Unsupervised Subgraph Anomaly Detection Based on Pattern Collaboration

Jiayang Sun, Shenghao Liu, Xianjun Deng, Wei Xiang, Meng Luo, Qiankun Zhang, Dandan Zheng

Abstract

Subgraph Anomaly Detection (SAD) is crucial for identifying groups that deviate from the regular pattern within graphs, which benefits different domains such as financial fraud and network security. However, current studies rely on traditional node detection methods and fixed sampling strategies of subgraph structures, which makes it difficult to learn the pattern collaboration behavior of subgraphs.
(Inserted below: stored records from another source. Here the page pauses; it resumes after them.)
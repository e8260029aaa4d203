// ⚙️ Configuration - explicit run settings
// Every field has a default, so a missing config file means "run with defaults".

use crate::error::{PipelineError, Result};
use serde::{Deserialize, Serialize};
use std::fs;
use std::path::{Path, PathBuf};
use tracing::{debug, info};

/// Config file looked up in the working directory by the binary
pub const DEFAULT_CONFIG_FILE: &str = "p3_master.toml";

/// Master file name (created or overwritten on every run)
pub const DEFAULT_OUTPUT_FILE: &str = "P3_MASTER_VERIFIED.csv";

/// Average weeks left for a pregnant registrant (S1)
pub const DEFAULT_REMAINING_WEEKS: i64 = 20;

/// Fake score at or below which a record is usable for Sales
pub const DEFAULT_FAKE_THRESHOLD: u8 = 70;

// ============================================================================
// PIPELINE CONFIG
// ============================================================================

/// Thresholds consumed by the scoring pipeline
#[derive(Debug, Clone, PartialEq, Serialize, Deserialize)]
#[serde(default)]
pub struct PipelineConfig {
    /// Weeks added to the registration date to predict a birth date
    pub remaining_weeks: i64,

    /// Highest fake score that still counts as sales-ready
    pub fake_threshold: u8,
}

impl Default for PipelineConfig {
    fn default() -> Self {
        PipelineConfig {
            remaining_weeks: DEFAULT_REMAINING_WEEKS,
            fake_threshold: DEFAULT_FAKE_THRESHOLD,
        }
    }
}

impl PipelineConfig {
    pub fn validate(&self) -> Result<()> {
        if self.remaining_weeks < 0 {
            return Err(PipelineError::Config(format!(
                "remaining_weeks must not be negative (got {})",
                self.remaining_weeks
            )));
        }

        if self.fake_threshold > 100 {
            return Err(PipelineError::Config(format!(
                "fake_threshold must be within 0-100 (got {})",
                self.fake_threshold
            )));
        }

        Ok(())
    }
}

// ============================================================================
// APP CONFIG
// ============================================================================

/// Full run configuration: where to read, where to write, how to score
#[derive(Debug, Clone, PartialEq, Serialize, Deserialize)]
#[serde(default)]
pub struct AppConfig {
    /// Folder scanned for CSV extracts
    pub input_folder: PathBuf,

    /// Output artifact name, written inside `input_folder`
    pub output_file: String,

    pub pipeline: PipelineConfig,
}

impl Default for AppConfig {
    fn default() -> Self {
        AppConfig {
            input_folder: PathBuf::from("."),
            output_file: DEFAULT_OUTPUT_FILE.to_string(),
            pipeline: PipelineConfig::default(),
        }
    }
}

impl AppConfig {
    /// Parse a TOML document; absent keys keep their defaults
    pub fn from_toml_str(content: &str) -> Result<Self> {
        let config: AppConfig = toml::from_str(content)?;
        config.validate()?;
        Ok(config)
    }

    /// Load from `path` if it exists, otherwise fall back to defaults
    pub fn load_or_default(path: &Path) -> Result<Self> {
        if !path.exists() {
            debug!(path = %path.display(), "No config file, using defaults");
            return Ok(AppConfig::default());
        }

        let content = fs::read_to_string(path).map_err(|e| {
            PipelineError::Config(format!(
                "Failed to read config file '{}': {}",
                path.display(),
                e
            ))
        })?;

        let config = Self::from_toml_str(&content)?;
        info!(path = %path.display(), "Loaded config file");
        Ok(config)
    }

    pub fn validate(&self) -> Result<()> {
        if self.output_file.trim().is_empty() {
            return Err(PipelineError::Config("output_file must not be empty".to_string()));
        }

        self.pipeline.validate()
    }

    /// Absolute-or-relative path of the output artifact
    pub fn output_path(&self) -> PathBuf {
        self.input_folder.join(&self.output_file)
    }
}

// ============================================================================
// TESTS
// ============================================================================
To address this limitation, this paper proposes a novel unsupervised framework named PC-SAD. The PC-SAD framework first employs an improved Graph AutoEncoder to identify core anomaly nodes by capturing multi-scale neighborhood information. Starting from these core anomaly nodes, we sample candidate subgraphs with path, tree, and cyclic structures, and enhance them according to the characteristics of the subgraph structures. Subsequently, candidate subgraphs are fed into the proposed Pattern Collaboration-based Graph Contrastive Learning method to generate collaborative pattern embeddings, thereby distinguishing anomaly subgraphs. The experimental results show that PC-SAD outperforms the state-of-the-art baseline methods on four benchmark datasets, which proves that PC-SAD is an effective solution to detect anomaly subgraphs.